Where does the string "ConnectionEvent" occur in the records? Copy each line that holds it.

(PROVIDED ENTRIES Opens)

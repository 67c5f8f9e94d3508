//! TCP transport for one Seestar channel
//!
//! Owns the socket exclusively. Every transport fault is logged and degraded
//! to `false`/`None`; callers never see an I/O error from this layer.
//!
//! The stream is split into owned halves. The read half is taken out of its
//! slot for the duration of a read so a blocked read never holds a lock that
//! `disconnect()` or a sender needs. A generation counter, bumped on every
//! connect and disconnect, keeps a stale read half from being put back after
//! the connection it belonged to was replaced.

use crate::config::{ReconnectConfig, SessionTimeoutConfig};
use crate::framing::{ImageFrameHeader, FRAME_HEADER_LEN};
use crate::protocol::LINE_TERMINATOR;
use std::io::ErrorKind;
use std::sync::atomic::{AtomicBool, AtomicU64, Ordering};
use std::sync::Arc;
use std::time::Duration;
use tokio::io::{AsyncReadExt, AsyncWriteExt};
use tokio::net::tcp::{OwnedReadHalf, OwnedWriteHalf};
use tokio::net::TcpStream;
use tokio::sync::{broadcast, Mutex};
use tokio::time::{sleep, timeout};
use tracing::{debug, error, info, warn};

/// Read buffer size for the control channel
pub const RECV_BUFFER_SIZE: usize = 1024 * 60;

/// Largest imaging payload accepted from the device
pub const MAX_FRAME_LEN: usize = 64 * 1024 * 1024;

/// Connection lifecycle notifications
#[derive(Debug, Clone, PartialEq, Eq)]
pub enum ConnectionEvent {
    Connected { device: String },
    Disconnected { device: String },
    Heartbeat { device: String },
}

/// One image frame read from the imaging channel
#[derive(Debug, Clone)]
pub struct ImageFrame {
    pub header: ImageFrameHeader,
    pub payload: Vec<u8>,
}

/// Socket owner for a single device channel
pub struct Transport {
    name: String,
    host: String,
    port: u16,
    connect_timeout: Duration,
    read_timeout: Duration,
    backoff: Duration,
    connected: Arc<AtomicBool>,
    /// When set, broken sockets are reconnected and the failed call retried once
    watch_mode: AtomicBool,
    generation: AtomicU64,
    reader: Mutex<Option<OwnedReadHalf>>,
    writer: Mutex<Option<OwnedWriteHalf>>,
    /// Serialises connect/disconnect transitions
    transition: Mutex<()>,
    event_tx: broadcast::Sender<ConnectionEvent>,
}

impl Transport {
    pub fn new(
        name: &str,
        host: &str,
        port: u16,
        timeouts: &SessionTimeoutConfig,
        reconnect: &ReconnectConfig,
    ) -> Self {
        let (event_tx, _) = broadcast::channel(32);
        Self {
            name: name.to_string(),
            host: host.to_string(),
            port,
            connect_timeout: timeouts.connect_timeout(),
            read_timeout: timeouts.read_timeout(),
            backoff: reconnect.reconnect_backoff(),
            connected: Arc::new(AtomicBool::new(false)),
            watch_mode: AtomicBool::new(false),
            generation: AtomicU64::new(0),
            reader: Mutex::new(None),
            writer: Mutex::new(None),
            transition: Mutex::new(()),
            event_tx,
        }
    }

    pub fn name(&self) -> &str {
        &self.name
    }

    pub fn address(&self) -> String {
        format!("{}:{}", self.host, self.port)
    }

    pub fn is_connected(&self) -> bool {
        self.connected.load(Ordering::SeqCst)
    }

    pub fn set_watch_mode(&self, enabled: bool) {
        self.watch_mode.store(enabled, Ordering::SeqCst);
    }

    pub fn is_watch_mode(&self) -> bool {
        self.watch_mode.load(Ordering::SeqCst)
    }

    /// Subscribe to connection lifecycle events
    pub fn subscribe(&self) -> broadcast::Receiver<ConnectionEvent> {
        self.event_tx.subscribe()
    }

    /// Tell listeners a heartbeat went out
    pub fn notify_heartbeat(&self) {
        let _ = self.event_tx.send(ConnectionEvent::Heartbeat {
            device: self.name.clone(),
        });
    }

    /// Open the connection. Returns false on failure.
    pub async fn connect(&self) -> bool {
        let _guard = self.transition.lock().await;
        self.connect_locked().await
    }

    /// Close the connection. Safe to call when already closed.
    pub async fn disconnect(&self) {
        let _guard = self.transition.lock().await;
        self.disconnect_locked().await;
    }

    /// Ensure a connection, re-opening it if needed
    pub async fn reconnect(&self) -> bool {
        if self.is_connected() {
            return true;
        }

        let _guard = self.transition.lock().await;
        if self.is_connected() {
            return true;
        }

        self.disconnect_locked().await;
        if self.connect_locked().await {
            return true;
        }

        sleep(self.backoff).await;
        false
    }

    async fn connect_locked(&self) -> bool {
        if self.is_connected() {
            self.disconnect_locked().await;
        }

        let addr = self.address();
        debug!("[{}] Connecting to {}", self.name, addr);

        match timeout(self.connect_timeout, TcpStream::connect(&addr)).await {
            Ok(Ok(stream)) => {
                if let Err(e) = stream.set_nodelay(true) {
                    debug!("[{}] Failed to set TCP_NODELAY: {}", self.name, e);
                }
                let (read_half, write_half) = stream.into_split();
                self.generation.fetch_add(1, Ordering::SeqCst);
                *self.reader.lock().await = Some(read_half);
                *self.writer.lock().await = Some(write_half);
                self.connected.store(true, Ordering::SeqCst);

                info!("[{}] Connected to {}", self.name, addr);
                let _ = self.event_tx.send(ConnectionEvent::Connected {
                    device: self.name.clone(),
                });
                true
            }
            Ok(Err(e)) => {
                warn!("[{}] Failed to connect to {}: {}", self.name, addr, e);
                self.connected.store(false, Ordering::SeqCst);
                false
            }
            Err(_) => {
                warn!(
                    "[{}] Connection to {} timed out after {:?}",
                    self.name, addr, self.connect_timeout
                );
                self.connected.store(false, Ordering::SeqCst);
                false
            }
        }
    }

    async fn disconnect_locked(&self) {
        let was_connected = self.connected.swap(false, Ordering::SeqCst);
        self.generation.fetch_add(1, Ordering::SeqCst);

        if let Some(mut writer) = self.writer.lock().await.take() {
            if let Err(e) = writer.shutdown().await {
                debug!("[{}] Error closing socket: {}", self.name, e);
            }
        }
        self.reader.lock().await.take();

        if was_connected {
            info!("[{}] Disconnected from {}", self.name, self.address());
            let _ = self.event_tx.send(ConnectionEvent::Disconnected {
                device: self.name.clone(),
            });
        }
    }

    /// Disconnect only if the connection is still the one identified by `generation`
    async fn disconnect_generation(&self, generation: u64) {
        let _guard = self.transition.lock().await;
        if self.generation.load(Ordering::SeqCst) == generation {
            self.disconnect_locked().await;
        }
    }

    /// Write one line, appending the terminator
    pub async fn send(&self, line: &str) -> bool {
        let mut payload = String::with_capacity(line.len() + LINE_TERMINATOR.len());
        payload.push_str(line);
        payload.push_str(LINE_TERMINATOR);

        for attempt in 0..2 {
            let result = {
                let mut writer = self.writer.lock().await;
                match writer.as_mut() {
                    Some(w) => Some(w.write_all(payload.as_bytes()).await),
                    None => None,
                }
            };

            match result {
                Some(Ok(())) => return true,
                None => {
                    debug!("[{}] Not connected; dropping send", self.name);
                    return false;
                }
                Some(Err(e)) if is_broken_connection(&e) => {
                    warn!("[{}] Connection broken during send: {}", self.name, e);
                    self.disconnect().await;
                    if attempt == 0 && self.is_watch_mode() && self.reconnect().await {
                        continue;
                    }
                    return false;
                }
                Some(Err(e)) => {
                    error!("[{}] Send failed: {}", self.name, e);
                    return false;
                }
            }
        }
        false
    }

    /// Read whatever bytes are available, up to [`RECV_BUFFER_SIZE`]
    ///
    /// Returns `None` on timeout, on error, on peer close, or when not connected.
    pub async fn receive(&self) -> Option<Vec<u8>> {
        for attempt in 0..2 {
            let generation = self.generation.load(Ordering::SeqCst);
            let mut half = self.reader.lock().await.take()?;

            let mut buf = vec![0u8; RECV_BUFFER_SIZE];
            match timeout(self.read_timeout, half.read(&mut buf)).await {
                Err(_) => {
                    self.restore_reader(half, generation).await;
                    return None;
                }
                Ok(Ok(0)) => {
                    info!("[{}] Peer closed the connection", self.name);
                    drop(half);
                    self.disconnect_generation(generation).await;
                    return None;
                }
                Ok(Ok(n)) => {
                    self.restore_reader(half, generation).await;
                    buf.truncate(n);
                    return Some(buf);
                }
                Ok(Err(e)) => {
                    warn!("[{}] Receive failed: {}", self.name, e);
                    drop(half);
                    self.disconnect_generation(generation).await;
                    if attempt == 0 && self.is_watch_mode() && self.reconnect().await {
                        continue;
                    }
                    return None;
                }
            }
        }
        None
    }

    /// Read one header-prefixed frame from the imaging channel
    pub async fn read_frame(&self) -> Option<ImageFrame> {
        let generation = self.generation.load(Ordering::SeqCst);
        let mut half = self.reader.lock().await.take()?;

        let mut raw_header = [0u8; FRAME_HEADER_LEN];
        match timeout(self.read_timeout, half.read_exact(&mut raw_header)).await {
            Err(_) => {
                self.restore_reader(half, generation).await;
                return None;
            }
            Ok(Err(e)) => {
                warn!("[{}] Frame header read failed: {}", self.name, e);
                drop(half);
                self.disconnect_generation(generation).await;
                return None;
            }
            Ok(Ok(_)) => {}
        }

        let header = match ImageFrameHeader::parse(&raw_header) {
            Ok(header) => header,
            Err(e) => {
                warn!("[{}] {}", self.name, e);
                self.restore_reader(half, generation).await;
                return None;
            }
        };

        if header.size as usize > MAX_FRAME_LEN {
            // The payload cannot be skipped safely, so the stream is unusable.
            warn!(
                "[{}] Frame of {} bytes exceeds the {} byte limit",
                self.name, header.size, MAX_FRAME_LEN
            );
            drop(half);
            self.disconnect_generation(generation).await;
            return None;
        }

        let mut payload = vec![0u8; header.size as usize];
        // Large frames trickle in; give the payload its own deadline.
        match timeout(self.read_timeout * 3, half.read_exact(&mut payload)).await {
            Ok(Ok(_)) => {
                self.restore_reader(half, generation).await;
                Some(ImageFrame { header, payload })
            }
            Ok(Err(e)) => {
                warn!("[{}] Frame payload read failed: {}", self.name, e);
                drop(half);
                self.disconnect_generation(generation).await;
                None
            }
            Err(_) => {
                // Mid-frame timeout leaves the stream desynchronised.
                warn!(
                    "[{}] Frame payload of {} bytes timed out",
                    self.name, header.size
                );
                drop(half);
                self.disconnect_generation(generation).await;
                None
            }
        }
    }

    async fn restore_reader(&self, half: OwnedReadHalf, generation: u64) {
        let mut slot = self.reader.lock().await;
        if slot.is_none() && self.generation.load(Ordering::SeqCst) == generation {
            *slot = Some(half);
        }
    }
}

fn is_broken_connection(err: &std::io::Error) -> bool {
    matches!(
        err.kind(),
        ErrorKind::BrokenPipe
            | ErrorKind::ConnectionReset
            | ErrorKind::ConnectionAborted
            | ErrorKind::NotConnected
            | ErrorKind::UnexpectedEof
    )
}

(PROVIDED ENTRIES Closes)

RESPONSE:
pub enum ConnectionEvent {
    event_tx: broadcast::Sender<ConnectionEvent>,
    pub fn subscribe(&self) -> broadcast::Receiver<ConnectionEvent> {
        let _ = self.event_tx.send(ConnectionEvent::Heartbeat {
                let _ = self.event_tx.send(ConnectionEvent::Connected {
            let _ = self.event_tx.send(ConnectionEvent::Disconnected {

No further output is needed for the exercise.